FAM-SOTC Intervention for Families of Children With Chronic Illnesses

NCT03901027 · Status: COMPLETED · Phase: NA · Type: INTERVENTIONAL · Enrollment: 31

Last updated 2019-04-08

No results posted yet for this study

Summary

Purpose: A growing number of families with children are dealing with chronic illnesses or health problems that places increased demand on the family. Nurses are in a core position to support and empower these families. The benefit of therapeutic conversation between nurses and families dealing with health problems have shown positive results and therefore received increasing attention.
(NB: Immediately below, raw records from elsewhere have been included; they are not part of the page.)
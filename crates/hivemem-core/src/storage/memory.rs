//! In-process memory store

use std::collections::BTreeMap;

use tokio::sync::RwLock;

use super::{MemoryStore, Result};
use crate::memory::{EntryMetadata, MemoryEntry, MemoryValue};

type Namespaces = BTreeMap<String, BTreeMap<String, MemoryEntry>>;

/// Volatile store keeping every namespace in a `BTreeMap`
#[derive(Debug, Default)]
pub struct InMemoryStore {
    namespaces: RwLock<Namespaces>,
}

impl InMemoryStore {
    /// Create an empty store
    pub fn new() -> Self {
        Self::default()
    }

    /// Seed the store with entries, each landing in its own namespace
    pub fn with_entries(entries: impl IntoIterator<Item = MemoryEntry>) -> Self {
        let mut namespaces = Namespaces::new();
        for entry in entries {
            namespaces
                .entry(entry.namespace.clone())
                .or_default()
                .insert(entry.key.clone(), entry);
        }
        Self {
            namespaces: RwLock::new(namespaces),
        }
    }

    /// Number of entries in `namespace`
    pub async fn len(&self, namespace: &str) -> usize {
        self.namespaces
            .read()
            .await
            .get(namespace)
            .map_or(0, BTreeMap::len)
    }

    /// Names of all non-empty namespaces
    pub async fn namespaces(&self) -> Vec<String> {
        self.namespaces
            .read()
            .await
            .iter()
            .filter(|(_, entries)| !entries.is_empty())
            .map(|(name, _)| name.clone())
            .collect()
    }
}

impl MemoryStore for InMemoryStore {
    async fn list(&self, namespace: &str) -> Result<Vec<MemoryEntry>> {
        let namespaces = self.namespaces.read().await;
        Ok(namespaces
            .get(namespace)
            .map(|entries| entries.values().cloned().collect())
            .unwrap_or_default())
    }

    async fn retrieve(&self, namespace: &str, key: &str) -> Result<Option<MemoryEntry>> {
        let namespaces = self.namespaces.read().await;
        Ok(namespaces
            .get(namespace)
            .and_then(|entries| entries.get(key))
            .cloned())
    }

    async fn delete(&self, namespace: &str, key: &str) -> Result<bool> {
        let mut namespaces = self.namespaces.write().await;
        Ok(namespaces
            .get_mut(namespace)
            .and_then(|entries| entries.remove(key))
            .is_some())
    }

    async fn store(
        &self,
        namespace: &str,
        key: &str,
        value: MemoryValue,
        metadata: EntryMetadata,
    ) -> Result<bool> {
        let entry = MemoryEntry {
            key: key.to_string(),
            value,
            namespace: namespace.to_string(),
            metadata,
        };
        let mut namespaces = self.namespaces.write().await;
        let previous = namespaces
            .entry(namespace.to_string())
            .or_default()
            .insert(key.to_string(), entry);
        Ok(previous.is_none())
    }
}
The aim of this study was to evaluate the benefits of two sessions of the Family Strength Oriented Therapeutic Conversation (FAM-SOTC) intervention, offered by advanced practice nurses (APN), for parents of children and adolescents with Juvenile idiopathic arthritis (JIA), epilepsy, diabetes, and with sleep disturbance with attention deficit hyperactivity disorder (ADHD).

Design: The effectiveness of the intervention was tested within a quasi-experimental study with one group pre- and-posttest design.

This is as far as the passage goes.